The story follows Sameer, a young, successful London lawyer who begins to lose his footing in life and so he looks back through the history of his family to try and discover how he might feel grounded. The other narrative voice is Hasan, who is living in Uganda during in the 1960’s having been one of the thousands of Indians who migrated there in the early 19th century.
We Are All Birds of Uganda touches on themes of migration, racism between white, black and Asian communities and is essentially a love story at its heart. It is at once cinematic, brave and an incredible read.
10 minutes and 38 Seconds in this Strange World by Elif Shafak
This was the first book I read in 2020, when we were taking down the Christmas tree, gearing up for work and the world seemed relatively normal.
Leila has been killed and her body is laying in a rubbish bin. For every moment of the 10 minutes and 38 seconds after her death, her very being slips away. But each moment is filled with sights, sounds, smells of the life that she has led, from childhood to her life as a sex worker in Istanbul.

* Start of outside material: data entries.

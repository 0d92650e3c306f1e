//! # Battery SDK
//!
//! One-shot queries and change subscriptions over the host platform's
//! battery facility.
//!
//! # Architecture
//!
//! ```text
//! Host facility → battery-host (traits, sysfs/mock backends)
//!                      ├── Battery (one-shot queries)
//!                      └── BatteryEventManager (demand-driven subscriptions)
//!                               └── snapshots → application messages
//! ```
//!
//! # Quick Start
//!
//! ```rust,ignore
//! use std::sync::{mpsc, Arc};
//! use battery_sdk::prelude::*;
//!
//! let host = Arc::new(SysfsBatteryHost::new());
//!
//! // One-shot query
//! let battery = Battery::new(host.clone());
//! let status = battery.status().await?;
//! println!("battery at {}%", status.level_percent());
//!
//! // Change subscription; the host listener attaches on the first
//! // subscriber and detaches after the last one leaves
//! let manager = BatteryEventManager::new(host);
//! let (tx, rx) = mpsc::channel();
//! manager.subscribe(Subscription::new(
//!     SubscriptionId::new("status-bar"),
//!     tx,
//!     |status| status.level_percent(),
//! ))?;
//! for percent in rx {
//!     println!("battery: {}%", percent);
//! }
//! ```
//!
//! Queries fail loudly with [`BatteryError::Unsupported`] on hosts
//! without a battery facility; subscriptions on such hosts are accepted
//! silently and simply never fire.

// Query facade
mod battery;

// Error types
pub mod error;

// Logging infrastructure
pub mod logging;

// ============================================================================
// Re-exports
// ============================================================================

pub use battery::Battery;
pub use error::{BatteryError, Result};

// Subscription management
pub use battery_events::{
    decode_reading, BatteryEventManager, BatteryStatus, EventManagerError, StatusMapper,
    Subscription, SubscriptionId,
};

// Host boundary
pub use battery_host::{
    BatteryHost, ChangeCategory, HostBattery, HostError, RawBatteryReading, RegistrationId,
    SysfsBatteryHost, SysfsConfig,
};

// Logging
pub use logging::{init_logging, init_logging_from_env, init_silent, LoggingError, LoggingMode};

/// Commonly used types for convenient importing
///
/// ```rust
/// use battery_sdk::prelude::*;
/// ```
pub mod prelude {
    pub use crate::{
        Battery, BatteryError, BatteryEventManager, BatteryHost, BatteryStatus, Result,
        Subscription, SubscriptionId, SysfsBatteryHost,
    };
}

Shafak paints a vivid picture, where you truly feel like you are walking in the bright and busy streets of Istanbul yourself. You can smell the sheesha bars and see the packed streets when the sailors have docked in the port.
The way she confronts sexual violence in the book, when she was under investigation for writing about sexual violence in Turkey is brave, bold and to be applauded.
Milkman by Anna Burns
It is set during The Troubles in Northern Ireland but brings a human story of a teenage girl living through it and all the real problems she faces, whilst she does her best to ignore the violence around her, walking around with her nose in a book. “This would be a 19th-century book because I did not like the 20th century.”
We don’t know the protagonist’s name, or anybody’s name, with characters being given names like First Sister, Second Sister, Somebody McSomebody, Maybe-Boyfriend and milkman. Milkman we know is a senior paramilitary person whose advances on our protagonist are unwanted, threatening but dangerous to refuse.
Though it takes a few pages to get into the rhythm of the prose, I savoured every page of this brilliant novel and was at a loss when I finished it.
Tess of the d‘Urbervilles by Thomas Hardy
When I’d exhausted all other books that were in my parents’ house over lockdown last year, I turned to the cabinet which held my mums treasured classics that she read when she was a teenager. The leather-bound hardbacks needed a good dusting off and I pulled out Tess of the d’Urbervilles to read.
I think a marker of a good book is the strength of emotions it evokes in you and by the end of this book I was absolutely furious! Appalled at how Tess, a poor girl living in rural England, was treated by the men in her life and ready to rant about it to anyone who would listen (which was only my poor mum).
Middlesex by Jeffrey Eugenides
Another book that I inhaled over lockdown, when I was on furlough leave I made the most of the empty days by ploughing through some thick books!
Middlesex is an epic novel that spans three generations of a Greek family, the first which have moved from a Greek village and fled to America to escape the Greco-Turkish War. The youngest generation in the story includes a little girl called Callie who we follow as she grows up and discovers that she isn’t a ‘normal girl’. It’s a brilliantly in-depth novel on the rarely told story of a teenage discovery of being born with a chromosome disorder and going on to live as an intersex person.
The book took Jeffrey Eugenides nine years to write which is reflected in the incredible research and the prize of the Pulitzer Prize in 2003. The Sunday Times called it, ‘Superb. Warm and beautifully written. Illuminates part of the human soul.’
Today I finished my first book of this year and am looking forwarding to tucking my nose in to so many more. As I’ve started 2021 in the Maldives, I already know this year is going to be very different for me and I’m keeping everything crossed for things to turn up for the books for everyone across the world.